Brett McKay: Welcome to another edition of the Art of Manliness podcast. Surveys show that adult men are suffering a friendship crisis. Most adult men don’t have a single friend they could turn to in a time of need and many sociologists suggest this dearth of male friendship is one of the contributing factors in increased mental disorders and suicide rates among men. But close male friends don’t just keep you from suffering a mental or emotional breakdown, they’re also vital in shaping you into a better man. That’s the argument my guest today Stephen Mansfield makes in his latest book Building Your Band of Brothers.

Today on the show, Steve and I discuss the bleak statistics on male friendship, the myth of the lone alpha male, and why making friends in adulthood is so hard for men today. We then discuss what he means by a band of brothers, why men’s accountability groups usually fail, and how a close-knit group of friends can help make you a better man. We end our discussion by delving into exactly what you need do to develop a band of brothers and what to do when you get together.

If you feel like you’ve been lacking in the friendship department, this episode is for you. You’re going to walk away with some tactics you can put into right away to begin developing your posse of pals.

After the show’s over, make sure to check out the show notes at AOM.is/bandofbrothers for links to resources where you can delve deeper into this topic.

Stephen Mansfield, welcome back to the show.

Mansfield: It’s great to be with you again.

Brett McKay: Last time we had you on was a little over a year ago. We talked about your book Mansfield’s Manly Book for Men or Mansfield’s Manly Book of Manliness. It was a lot of Man and Manliness in there. Great conversation, but you’ve got a new book out, Building Your Band of Brothers, which I think picks up where you left off with your first book. Why did you feel it was necessary to write a book on how to develop … I mean, what it is it’s how to develop friends as an adult male. Why do you think that was necessary?

Mansfield: I’d written this book Mansfield’s Book of Manly Men, I was speaking about it all over the world, grateful for the opportunity, and I realized months after the book came out and great things were happening with it that I had made a mistake. That was that I had done what many people do, I had described manhood.

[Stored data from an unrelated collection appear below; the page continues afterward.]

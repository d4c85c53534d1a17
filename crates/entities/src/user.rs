//! User-related entity definitions.

use std::fmt;

use serde::{Deserialize, Serialize};

use crate::Email;

/// Backend-assigned user identifier.
pub type UserId = i64;

/// A user account as seen by callers.
///
/// This projection never carries credential material; see
/// [`UserCredentials`] for the login lookup that does.
#[derive(Debug, Clone, PartialEq, Eq, Serialize, Deserialize)]
pub struct User {
    /// Unique identifier.
    pub id: UserId,
    /// Display name, never empty.
    pub name: String,
    /// Email address, unique among stored users.
    pub email: Email,
}

/// A user together with the stored password hash.
///
/// The hash is skipped during serialization and redacted from `Debug` output.
#[derive(Clone, PartialEq, Eq, Serialize)]
pub struct UserCredentials {
    #[serde(flatten)]
    pub user: User,
    #[serde(skip_serializing)]
    pub password_hash: String,
}

impl fmt::Debug for UserCredentials {
    fn fmt(&self, f: &mut fmt::Formatter<'_>) -> fmt::Result {
        f.debug_struct("UserCredentials")
            .field("user", &self.user)
            .field("password_hash", &"[REDACTED]")
            .finish()
    }
}

/// Caller-supplied fields for creating a user.
///
/// `password` is plaintext; the store hashes it and never keeps it.
#[derive(Clone, Default, PartialEq, Eq, Deserialize)]
pub struct NewUser {
    pub name: String,
    pub email: String,
    pub password: String,
}

impl NewUser {
    /// Creates a new user draft.
    pub fn new(
        name: impl Into<String>,
        email: impl Into<String>,
        password: impl Into<String>,
    ) -> Self {
        Self {
            name: name.into(),
            email: email.into(),
            password: password.into(),
        }
    }
}

impl fmt::Debug for NewUser {
    fn fmt(&self, f: &mut fmt::Formatter<'_>) -> fmt::Result {
        f.debug_struct("NewUser")
            .field("name", &self.name)
            .field("email", &self.email)
            .field("password", &"[REDACTED]")
            .finish()
    }
}

/// Full replacement of a stored user.
///
/// Empty `name`, `email` or `password` keep the stored value. A non-empty
/// `password` is rehashed.
#[derive(Clone, Default, PartialEq, Eq, Deserialize)]
pub struct UserUpdate {
    pub id: UserId,
    #[serde(default)]
    pub name: String,
    #[serde(default)]
    pub email: String,
    #[serde(default)]
    pub password: String,
}

impl UserUpdate {
    /// Creates an update for user `id` that keeps every stored field.
    pub fn new(id: UserId) -> Self {
        Self {
            id,
            ..Default::default()
        }
    }

    /// Replaces the name.
    pub fn with_name(mut self, name: impl Into<String>) -> Self {
        self.name = name.into();
        self
    }

    /// Replaces the email address.
    pub fn with_email(mut self, email: impl Into<String>) -> Self {
        self.email = email.into();
        self
    }

    /// Replaces the password.
    pub fn with_password(mut self, password: impl Into<String>) -> Self {
        self.password = password.into();
        self
    }
}

impl fmt::Debug for UserUpdate {
    fn fmt(&self, f: &mut fmt::Formatter<'_>) -> fmt::Result {
        f.debug_struct("UserUpdate")
            .field("id", &self.id)
            .field("name", &self.name)
            .field("email", &self.email)
            .field("password", &"[REDACTED]")
            .finish()
    }
}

I had urged men towards it. I had probed them, asked questions, held up historical figures, but I had not actually given them the final step that I knew, which is that they’re gonna have to get some men around them to help them execute this. They’re going to have to have, as I say, a band of brothers to help them perfect, achieve righteous noble manhood. That was missing from my first book. It was my fault.

I decided to write a little companion paperback to help bring that to the floor and to emphasize it. It’s my omission and I think it’s also an omission we often have in men’s literature that we don’t get practical like this. That’s why I went after this book.

Brett McKay: Why do you think it’s necessary for men to be a part of band of brothers in order to become the men they want to be? I mean, there’s this sort of trope in, I guess, cinema, American cinema the idea of the lone alpha wolf, like Clint Eastwood’s Man with No Name who’s just on his own, he becomes the man. He does what he want. He’s pretty cool because he has that sort of self-resolve he developed himself. He didn’t need anybody else. Why do you think men need to surround themselves with men to become the men they want to be?

Mansfield: Well, first of all, that myth, that image is a very American image and it’s a very selective image. There was the occasional lone figure who would ride off into the wilderness, but for the most part it was communities that settled the nation. So, we have this more emphasized in movies than it ever would have been in American history. The reason it has to be emphasized is that we men naturally have friendships when we’re boys, when we’re in high school, when we’re in college. It’s easy. The guys are there. We’re open to it. Friendships, we don’t have to work at. It just kind of happens automatically.

But when we get into our adulthood, that’s when crisis hits. I mean, it can happen for a high school and college kid too, but it tends to happen when a guy gets into his business life, when he marries, when he has children. It starts to isolate him. All those things are wonderful, but he tends to not have meaningful connections to other men. He knows guys maybe from the health club or from the work or whatever religious organization he might be part of, but for the most part, men find themselves, the surveys show this, they find themselves in a sea of casual relationships.

You know the surveys, Brett, very well. The average man can’t name a best friend. He doesn’t know who he’d call if he was out of town and his wife needed help at three in the morning. Suicide rates are sky-rocketing. When we do the post mortem on men who commit suicide, normally it’s loneliness. Normally it’s “I don’t have a friend.” Normally “There’s no man close enough to me to know what’s going on in my life.”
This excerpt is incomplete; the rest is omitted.